抄録
はじめに
リアス式海岸として知られる大分県南東部の豊後水道域は,古くから津波の被害を受けてきた。宇佐美(1996),渡辺(1985)によると,この地域では,1707(宝永4)年,1854(安政元〈嘉永7〉)年,1946(昭和21)年の南海地震津波,1970(昭和45)年の日向灘地震津波などが顕著な被害を伴う津波として記載されている。東京大学地震研究所(1983,1987)によると,これらのうち江戸時代に発生した地震による津波については,佐伯藩の毛利家文書である『元禄宝永正徳享保日記』や『温故知新録』に,佐伯城下での津波の被害は記述されている。しかし,それ以外の地域の具体的な様子については知られていない。
大分県南海部郡米水津村では,「米水津の歴史を知る会」が,史料を発掘し,米水津村域での歴史被害津波について,その被害範囲,波高などを明らかにしてきた(米水津の歴史を知る会,2003MS)。ここでは,それらをもとに宝永四年十月四日南海地震津波,安政元年十一月五日南海地震津波の米水津村における実態について報告する。
宝永地震津波の概要
宝永4年10月4日(1707年10月28日)昼の八ツ時(午後2時頃)に,南の方が大いに鳴り,大地震が発生した。震源地は南海道沖で,マグニチュード8.4と考えられている(宇佐美,1996)。午後3時ころに,米水津村に大津波が襲来した。
その時に色利浦での津波波高は,海抜高度およそ10mである。これによる死者は2人であった。この津波は色利川に沿って,7丁(およそ700m)程度遡上したとされている。
また,海岸部では液状化が発生している。浦代浦は一面湖のように見え,「養福寺の石段2段を残す」まで津波が浸入した。この高さは,海抜高度11.5mである。これは米水津村における最大波高の記録である。また,死者は米水津村内で最大の18人に達した。宮野浦では「迎接庵の石段の下から3段目」まで津波が浸入したと地区で言い伝えられており,その高さは,海抜5.7mである。
安政地震津波の概要
安政元年南海地震による津波は,宝永四年のそれより規模が小さく,色利浦で平常の満潮より2.7m高い波高であった。米水津の大潮の満潮の高さが1.1m程度であるので,3 4mの波高を持つ津波と考えることができる。この時には色利川に沿って河口から400_から_500mくらい津波が遡上した。また,海岸付近では液状化が起こったようである。

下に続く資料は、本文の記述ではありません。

//! Immutable scan result snapshots.

use std::collections::HashSet;
use std::io::Write;

use crate::{model::MethodId, Result};

/// The read-only outcome of one suspendable scan.
///
/// Holds two immutable sets: concrete suspendable methods, and
/// abstract/interface declarations with at least one suspendable
/// implementation. The latter signals downstream instrumentation to treat
/// calls through that supertype conservatively as suspendable, even though
/// the declaration itself has no body.
///
/// Results can be persisted in the manual classifier's line format via the
/// writer methods, and round-trip through
/// [`ManualSuspendableClassifier::from_reader`](crate::ManualSuspendableClassifier::from_reader).
#[derive(Debug)]
pub struct ScanResults {
    suspendables: HashSet<MethodId>,
    suspendable_supers: HashSet<MethodId>,
}

impl ScanResults {
    /// Snapshots the two result sets of a finished scan.
    pub(crate) fn new(
        suspendables: HashSet<MethodId>,
        suspendable_supers: HashSet<MethodId>,
    ) -> Self {
        ScanResults {
            suspendables,
            suspendable_supers,
        }
    }

    /// Returns `true` if the method was classified suspendable.
    #[must_use]
    pub fn contains_suspendable(&self, id: &MethodId) -> bool {
        self.suspendables.contains(id)
    }

    /// Returns `true` if the declaration has at least one suspendable
    /// implementation.
    #[must_use]
    pub fn contains_suspendable_super(&self, id: &MethodId) -> bool {
        self.suspendable_supers.contains(id)
    }

    /// Returns an iterator over all suspendable methods.
    pub fn suspendables(&self) -> impl Iterator<Item = &MethodId> {
        self.suspendables.iter()
    }

    /// Returns an iterator over all suspendable supers.
    pub fn suspendable_supers(&self) -> impl Iterator<Item = &MethodId> {
        self.suspendable_supers.iter()
    }

    /// Returns the number of suspendable methods.
    #[must_use]
    pub fn suspendable_count(&self) -> usize {
        self.suspendables.len()
    }

    /// Returns the number of suspendable supers.
    #[must_use]
    pub fn suspendable_super_count(&self) -> usize {
        self.suspendable_supers.len()
    }

    /// Writes the suspendable set in the manual classifier line format,
    /// sorted for determinism.
    ///
    /// # Errors
    ///
    /// Returns [`Error::Io`](crate::Error::Io) if the writer fails.
    pub fn write_suspendables<W: Write>(&self, writer: &mut W) -> Result<()> {
        write_sorted(&self.suspendables, writer)
    }

    /// Writes the suspendable-super set in the manual classifier line format,
    /// sorted for determinism.
    ///
    /// # Errors
    ///
    /// Returns [`Error::Io`](crate::Error::Io) if the writer fails.
    pub fn write_suspendable_supers<W: Write>(&self, writer: &mut W) -> Result<()> {
        write_sorted(&self.suspendable_supers, writer)
    }
}

fn write_sorted<W: Write>(set: &HashSet<MethodId>, writer: &mut W) -> Result<()> {
    let mut entries: Vec<&MethodId> = set.iter().collect();
    entries.sort();
    for entry in entries {
        writeln!(writer, "{entry}")?;
    }
    Ok(())
}

#[cfg(test)]
mod tests {
    use super::*;

    fn results() -> ScanResults {
        let mut suspendables = HashSet::new();
        suspendables.insert(MethodId::new("co/acme/B", "foo", "(I)V"));
        suspendables.insert(MethodId::new("co/acme/A", "foo", "(Lco/acme/IA;)V"));
        let mut supers = HashSet::new();
        supers.insert(MethodId::new("co/acme/IA", "foo", "(I)V"));
        ScanResults::new(suspendables, supers)
    }

    #[test]
    fn test_membership_queries() {
        let results = results();
        assert!(results.contains_suspendable(&MethodId::new("co/acme/B", "foo", "(I)V")));
        assert!(!results.contains_suspendable(&MethodId::new("co/acme/IA", "foo", "(I)V")));
        assert!(results.contains_suspendable_super(&MethodId::new("co/acme/IA", "foo", "(I)V")));
        assert_eq!(results.suspendable_count(), 2);
        assert_eq!(results.suspendable_super_count(), 1);
    }

    #[test]
    fn test_writer_output_is_sorted() {
        let results = results();
        let mut out = Vec::new();
        results.write_suspendables(&mut out).unwrap();
        let text = String::from_utf8(out).unwrap();
        assert_eq!(
            text,
            "co/acme/A.foo(Lco/acme/IA;)V\nco/acme/B.foo(I)V\n"
        );

        let mut supers = Vec::new();
        results.write_suspendable_supers(&mut supers).unwrap();
        assert_eq!(String::from_utf8(supers).unwrap(), "co/acme/IA.foo(I)V\n");
    }
}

浦代浦では,津波の波高は7_から_8尺(2.5m)以上であり,老婦が1人死亡している。
小浦では最初の津波が当時の村上のはずれまで浸入したと書かれており,また地区の言い伝えでは,村はずれの墓地にある楠木に藻が引っ掛かったとされている。この墓地は海岸から200m程度の距離で,海抜高度では7m前後となり,色利浦より高い津波であったと考えられる。小浦での波高から考えると,宝永津波時に最大波高を示した浦代浦では,津波はかなり高かった可能性がある。
文 献
東京大学地震研究所(1983):「新収日本地震史料」,第3巻別巻,590p.
東京大学地震研究所(1987):「新収日本地震史料」,第5巻別巻5-2,2528p.
宇佐美龍夫(1996):「新編日本被害地震総覧[増補改訂版]」,東京大学出版会,493p.
渡辺偉夫(1985):「日本被害津波総覧」,東京大学出版会,206p.
米水津の歴史を知る会(2003MS):「村の大地震・大津波」,121p.